#### Brief:
Look through the listing below and give the number of lines that hold "chunks". Say nothing more.

#### Data to process:
//! Terraform / HCL parser.
//!
//! Files are parsed with `hcl-rs` first; only after the body parses are
//! source spans assigned, by a brace-depth scan paired with the parsed
//! structures in order. Each top-level block becomes a chunk named
//! `<type>.<labels…>` (e.g. `resource` blocks are named by their two
//! labels); top-level attributes — the whole content of `.tfvars` files —
//! become `attribute` chunks. Nesting is never guessed: if the scan cannot
//! be paired with the parse, the file collapses to a single chunk.

use hcl::Structure;

use crate::config::Language;

use super::{base_chunk, decode_utf8, ParseOutcome, Parser};

pub struct TerraformParser;

impl Parser for TerraformParser {
    fn language(&self) -> Language {
        Language::Terraform
    }

    fn parse(&self, relative_path: &str, bytes: &[u8], repo_id: &str) -> ParseOutcome {
        let source = match decode_utf8(relative_path, bytes) {
            Ok(text) => text,
            Err(outcome) => return outcome,
        };
        let lines: Vec<&str> = source.lines().collect();
        let total_lines = lines.len();
        if source.trim().is_empty() {
            return ParseOutcome::ok(Vec::new(), total_lines);
        }

        let body = match hcl::parse(&source) {
            Ok(body) => body,
            Err(err) => {
                return ParseOutcome::failed(
                    format!("HCL parse failed for {relative_path}: {err}"),
                    total_lines,
                );
            }
        };

        let spans = top_level_spans(&lines);
        let structures: Vec<&Structure> = body.iter().collect();

        if spans.len() != structures.len() {
            // Layout the scanner cannot attribute (single-line blocks mixed
            // with heredocs, etc.): keep the file as one chunk.
            let content = source.trim_end().to_string();
            let stem = relative_path
                .rsplit('/')
                .next()
                .unwrap_or(relative_path)
                .trim_end_matches(".tf")
                .trim_end_matches(".tfvars");
            let chunk = base_chunk(
                Language::Terraform,
                relative_path,
                repo_id,
                "document",
                stem.to_string(),
                content,
                1,
                total_lines.max(1),
            );
            return ParseOutcome::ok(vec![chunk], total_lines);
        }

        let mut chunks = Vec::with_capacity(structures.len());
        for (span, structure) in spans.iter().zip(structures.iter()) {
            let mut end = span.end;
            while end > span.start + 1 && lines[end - 1].trim().is_empty() {
                end -= 1;
            }
            let content = lines[span.start..end].join("\n");

            let (item_type, item_name, labels) = match structure {
                Structure::Block(block) => {
                    let labels: Vec<String> = block
                        .labels()
                        .iter()
                        .map(|l| l.as_str().to_string())
                        .collect();
                    let name = if labels.is_empty() {
                        block.identifier().to_string()
                    } else {
                        labels.join(".")
                    };
                    (block.identifier().to_string(), name, labels)
                }
                Structure::Attribute(attr) => {
                    ("attribute".to_string(), attr.key().to_string(), Vec::new())
                }
            };

            let mut chunk = base_chunk(
                Language::Terraform,
                relative_path,
                repo_id,
                &item_type,
                item_name,
                content,
                span.start + 1,
                end,
            );
            if !labels.is_empty() {
                chunk.metadata.insert(
                    "labels".into(),
                    serde_json::Value::Array(
                        labels.into_iter().map(serde_json::Value::String).collect(),
                    ),
                );
            }
            chunks.push(chunk);
        }

        ParseOutcome::ok(chunks, total_lines)
    }
}

#[derive(Debug, Clone, Copy)]
struct Span {
    /// Inclusive start line index.
    start: usize,
    /// Exclusive end line index.
    end: usize,
}

/// Line spans of top-level constructs, by brace/bracket depth tracking.
/// Comments and string contents are ignored for depth purposes.
fn top_level_spans(lines: &[&str]) -> Vec<Span> {
    let mut spans = Vec::new();
    let mut depth: i64 = 0;
    let mut current: Option<usize> = None;

    for (idx, line) in lines.iter().enumerate() {
        let (opens, closes) = brace_delta(line);
        let significant = !line.trim().is_empty() && !is_comment_line(line);

        if depth == 0 && significant && current.is_none() {
            current = Some(idx);
        }

        depth += opens - closes;

        // A construct ends when depth returns to zero and the line closes
        // it (a block's `}`) or it never opened a brace (plain attribute).
        if depth == 0 {
            if let Some(start) = current {
                let construct_continues = opens == 0
                    && closes == 0
                    && line.trim_end().ends_with(['=', ',', '('])
                    && idx + 1 < lines.len();
                if !construct_continues {
                    spans.push(Span {
                        start,
                        end: idx + 1,
                    });
                    current = None;
                }
            }
        }
    }
    if let Some(start) = current {
        spans.push(Span {
            start,
            end: lines.len(),
        });
    }
    spans
}

fn is_comment_line(line: &str) -> bool {
    let trimmed = line.trim_start();
    trimmed.starts_with('#') || trimmed.starts_with("//")
}

/// Count `{`/`[` and `}`/`]` outside string literals and comments.
fn brace_delta(line: &str) -> (i64, i64) {
    let mut opens = 0i64;
    let mut closes = 0i64;
    let mut in_string = false;
    let mut chars = line.chars().peekable();
    while let Some(c) = chars.next() {
        match c {
            '"' => in_string = !in_string,
            '\\' if in_string => {
                chars.next();
            }
            '#' if !in_string => break,
            '/' if !in_string && chars.peek() == Some(&'/') => break,
            '{' | '[' if !in_string => opens += 1,
            '}' | ']' if !in_string => closes += 1,
            _ => {}
        }
    }
    (opens, closes)
}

#### Response box:
4